>>>>
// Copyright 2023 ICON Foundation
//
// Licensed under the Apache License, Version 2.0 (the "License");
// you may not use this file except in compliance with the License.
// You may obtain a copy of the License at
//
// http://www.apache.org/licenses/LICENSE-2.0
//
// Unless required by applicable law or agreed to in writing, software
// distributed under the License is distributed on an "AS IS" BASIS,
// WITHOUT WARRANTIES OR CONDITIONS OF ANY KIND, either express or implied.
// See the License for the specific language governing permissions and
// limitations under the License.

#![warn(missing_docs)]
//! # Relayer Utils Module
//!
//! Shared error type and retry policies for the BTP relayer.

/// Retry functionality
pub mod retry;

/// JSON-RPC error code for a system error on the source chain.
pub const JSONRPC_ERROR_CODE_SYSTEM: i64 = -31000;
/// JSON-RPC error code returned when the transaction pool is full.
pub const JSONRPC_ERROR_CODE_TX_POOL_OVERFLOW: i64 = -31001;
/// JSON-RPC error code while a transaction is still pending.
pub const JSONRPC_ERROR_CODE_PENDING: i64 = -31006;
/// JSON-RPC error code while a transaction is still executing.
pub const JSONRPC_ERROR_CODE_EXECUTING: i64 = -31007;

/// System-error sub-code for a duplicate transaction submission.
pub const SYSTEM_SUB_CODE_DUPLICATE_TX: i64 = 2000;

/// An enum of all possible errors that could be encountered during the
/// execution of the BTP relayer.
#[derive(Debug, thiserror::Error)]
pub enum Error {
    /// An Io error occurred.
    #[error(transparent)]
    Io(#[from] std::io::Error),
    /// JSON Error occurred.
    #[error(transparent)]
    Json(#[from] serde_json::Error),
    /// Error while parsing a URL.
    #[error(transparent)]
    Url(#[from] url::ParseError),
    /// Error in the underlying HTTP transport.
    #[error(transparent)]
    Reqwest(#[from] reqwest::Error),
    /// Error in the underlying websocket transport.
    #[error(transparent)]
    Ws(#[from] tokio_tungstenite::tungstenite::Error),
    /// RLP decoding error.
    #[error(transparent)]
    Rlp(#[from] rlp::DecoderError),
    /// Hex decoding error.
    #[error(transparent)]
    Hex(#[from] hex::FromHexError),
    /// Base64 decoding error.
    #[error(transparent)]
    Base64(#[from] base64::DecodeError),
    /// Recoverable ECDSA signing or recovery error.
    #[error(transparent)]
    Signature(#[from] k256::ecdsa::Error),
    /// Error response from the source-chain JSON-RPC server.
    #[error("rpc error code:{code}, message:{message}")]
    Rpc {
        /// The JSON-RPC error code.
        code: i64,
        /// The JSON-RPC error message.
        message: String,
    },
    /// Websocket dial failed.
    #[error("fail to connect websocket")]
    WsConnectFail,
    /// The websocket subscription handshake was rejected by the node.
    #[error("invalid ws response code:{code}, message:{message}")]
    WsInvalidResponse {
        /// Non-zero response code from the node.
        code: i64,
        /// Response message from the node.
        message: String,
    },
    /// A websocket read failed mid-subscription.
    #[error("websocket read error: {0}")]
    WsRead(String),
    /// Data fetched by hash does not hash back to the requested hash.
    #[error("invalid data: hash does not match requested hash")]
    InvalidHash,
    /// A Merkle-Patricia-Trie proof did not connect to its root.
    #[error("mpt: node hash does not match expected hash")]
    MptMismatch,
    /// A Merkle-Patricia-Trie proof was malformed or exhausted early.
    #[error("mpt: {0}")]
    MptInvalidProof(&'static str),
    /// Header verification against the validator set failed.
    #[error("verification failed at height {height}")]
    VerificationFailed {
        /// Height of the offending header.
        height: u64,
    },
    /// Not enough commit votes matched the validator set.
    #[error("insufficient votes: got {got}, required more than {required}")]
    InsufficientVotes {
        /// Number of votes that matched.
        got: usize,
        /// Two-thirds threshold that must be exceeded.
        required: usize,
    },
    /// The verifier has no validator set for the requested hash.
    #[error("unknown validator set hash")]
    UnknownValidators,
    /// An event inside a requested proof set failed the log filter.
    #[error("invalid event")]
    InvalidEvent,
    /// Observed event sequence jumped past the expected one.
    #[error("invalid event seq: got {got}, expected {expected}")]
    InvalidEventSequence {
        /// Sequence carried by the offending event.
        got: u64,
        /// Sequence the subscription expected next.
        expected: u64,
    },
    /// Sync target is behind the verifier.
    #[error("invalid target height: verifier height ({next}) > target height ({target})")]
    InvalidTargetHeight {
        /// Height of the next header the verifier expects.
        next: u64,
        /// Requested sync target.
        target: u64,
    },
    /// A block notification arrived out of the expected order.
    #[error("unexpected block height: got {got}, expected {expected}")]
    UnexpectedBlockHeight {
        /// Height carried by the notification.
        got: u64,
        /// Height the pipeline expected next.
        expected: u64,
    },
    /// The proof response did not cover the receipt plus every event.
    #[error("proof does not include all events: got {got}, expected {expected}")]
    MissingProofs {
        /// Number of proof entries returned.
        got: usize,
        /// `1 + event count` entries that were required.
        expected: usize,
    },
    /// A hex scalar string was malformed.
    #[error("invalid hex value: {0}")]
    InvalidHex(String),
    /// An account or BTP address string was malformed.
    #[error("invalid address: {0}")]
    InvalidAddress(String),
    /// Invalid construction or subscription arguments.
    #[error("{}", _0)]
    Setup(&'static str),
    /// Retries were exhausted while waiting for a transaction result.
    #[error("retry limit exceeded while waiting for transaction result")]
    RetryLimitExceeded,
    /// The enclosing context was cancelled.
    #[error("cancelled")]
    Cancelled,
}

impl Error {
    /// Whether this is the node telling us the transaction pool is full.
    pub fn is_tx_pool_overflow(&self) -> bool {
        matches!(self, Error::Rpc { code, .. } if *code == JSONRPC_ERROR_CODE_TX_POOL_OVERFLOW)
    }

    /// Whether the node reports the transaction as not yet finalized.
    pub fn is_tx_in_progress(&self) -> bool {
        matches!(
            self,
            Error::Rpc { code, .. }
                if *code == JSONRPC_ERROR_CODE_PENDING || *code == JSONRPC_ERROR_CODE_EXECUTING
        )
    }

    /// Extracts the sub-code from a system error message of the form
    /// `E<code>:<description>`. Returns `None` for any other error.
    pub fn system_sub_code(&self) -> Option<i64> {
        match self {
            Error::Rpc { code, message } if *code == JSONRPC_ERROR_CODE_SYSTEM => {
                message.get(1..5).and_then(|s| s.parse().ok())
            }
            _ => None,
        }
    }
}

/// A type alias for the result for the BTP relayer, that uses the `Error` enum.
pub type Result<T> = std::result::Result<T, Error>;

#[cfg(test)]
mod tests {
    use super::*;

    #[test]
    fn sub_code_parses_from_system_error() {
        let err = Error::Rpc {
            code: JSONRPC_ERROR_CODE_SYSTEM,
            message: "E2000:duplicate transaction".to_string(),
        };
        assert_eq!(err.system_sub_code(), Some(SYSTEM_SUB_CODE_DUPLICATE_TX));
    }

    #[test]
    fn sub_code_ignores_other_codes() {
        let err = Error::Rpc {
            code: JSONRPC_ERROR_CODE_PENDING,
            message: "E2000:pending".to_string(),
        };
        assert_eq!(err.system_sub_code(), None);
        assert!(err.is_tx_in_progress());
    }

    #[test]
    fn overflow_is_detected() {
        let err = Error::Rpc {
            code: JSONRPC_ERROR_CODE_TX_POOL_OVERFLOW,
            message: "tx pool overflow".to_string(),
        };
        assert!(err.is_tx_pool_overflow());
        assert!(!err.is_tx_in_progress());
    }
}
<<<<
>>>>
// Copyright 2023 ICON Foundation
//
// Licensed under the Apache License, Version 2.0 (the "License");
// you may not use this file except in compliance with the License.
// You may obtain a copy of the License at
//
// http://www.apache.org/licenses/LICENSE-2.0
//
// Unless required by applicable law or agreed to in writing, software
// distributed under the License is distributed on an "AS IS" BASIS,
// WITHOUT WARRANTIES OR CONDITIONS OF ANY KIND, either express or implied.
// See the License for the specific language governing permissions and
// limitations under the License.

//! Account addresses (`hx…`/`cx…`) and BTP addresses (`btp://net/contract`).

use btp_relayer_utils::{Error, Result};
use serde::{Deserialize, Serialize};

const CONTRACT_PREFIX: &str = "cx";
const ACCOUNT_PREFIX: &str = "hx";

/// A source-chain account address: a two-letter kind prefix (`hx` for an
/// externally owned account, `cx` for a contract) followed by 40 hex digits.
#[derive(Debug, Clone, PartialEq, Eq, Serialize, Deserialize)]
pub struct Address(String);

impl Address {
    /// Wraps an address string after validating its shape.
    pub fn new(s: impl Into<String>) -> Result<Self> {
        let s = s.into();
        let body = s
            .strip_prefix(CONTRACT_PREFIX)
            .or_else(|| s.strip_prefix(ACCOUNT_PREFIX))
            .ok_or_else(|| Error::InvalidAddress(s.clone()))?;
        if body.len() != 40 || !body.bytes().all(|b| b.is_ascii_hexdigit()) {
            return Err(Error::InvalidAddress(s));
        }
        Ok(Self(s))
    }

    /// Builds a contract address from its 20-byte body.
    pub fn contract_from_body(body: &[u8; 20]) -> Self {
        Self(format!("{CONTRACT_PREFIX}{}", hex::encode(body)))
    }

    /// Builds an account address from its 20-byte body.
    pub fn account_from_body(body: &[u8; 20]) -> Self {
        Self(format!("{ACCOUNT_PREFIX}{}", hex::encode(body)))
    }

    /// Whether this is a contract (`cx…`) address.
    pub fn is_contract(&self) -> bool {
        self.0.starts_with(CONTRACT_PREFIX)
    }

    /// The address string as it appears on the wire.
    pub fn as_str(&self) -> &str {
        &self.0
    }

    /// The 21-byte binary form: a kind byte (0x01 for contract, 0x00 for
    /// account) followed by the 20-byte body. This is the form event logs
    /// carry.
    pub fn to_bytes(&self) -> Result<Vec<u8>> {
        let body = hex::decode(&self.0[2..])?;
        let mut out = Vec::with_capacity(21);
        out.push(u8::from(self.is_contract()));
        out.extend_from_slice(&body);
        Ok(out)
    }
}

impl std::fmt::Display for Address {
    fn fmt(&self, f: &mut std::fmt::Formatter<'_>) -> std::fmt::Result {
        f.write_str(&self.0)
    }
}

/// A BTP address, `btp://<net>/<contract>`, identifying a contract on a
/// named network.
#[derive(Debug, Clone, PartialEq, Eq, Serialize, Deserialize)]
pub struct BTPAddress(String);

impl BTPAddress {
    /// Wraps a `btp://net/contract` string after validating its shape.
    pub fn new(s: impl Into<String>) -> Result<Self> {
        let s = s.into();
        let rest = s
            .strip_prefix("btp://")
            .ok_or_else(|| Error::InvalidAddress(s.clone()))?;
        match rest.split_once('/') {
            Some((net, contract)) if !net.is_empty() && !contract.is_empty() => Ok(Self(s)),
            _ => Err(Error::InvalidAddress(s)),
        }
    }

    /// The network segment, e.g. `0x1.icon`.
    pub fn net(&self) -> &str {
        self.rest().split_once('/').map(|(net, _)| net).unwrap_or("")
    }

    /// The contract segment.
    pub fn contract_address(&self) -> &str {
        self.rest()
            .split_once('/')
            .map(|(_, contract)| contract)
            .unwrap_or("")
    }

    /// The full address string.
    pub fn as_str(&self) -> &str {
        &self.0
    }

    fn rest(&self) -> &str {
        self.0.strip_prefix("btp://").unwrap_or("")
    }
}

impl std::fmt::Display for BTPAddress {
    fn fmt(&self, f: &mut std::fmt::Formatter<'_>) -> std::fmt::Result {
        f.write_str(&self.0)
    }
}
<<<<
## [Work order]
Whenever the word "still" occurs in a line above, copy that line.

## [Problem solution]
/// JSON-RPC error code while a transaction is still pending.
/// JSON-RPC error code while a transaction is still executing.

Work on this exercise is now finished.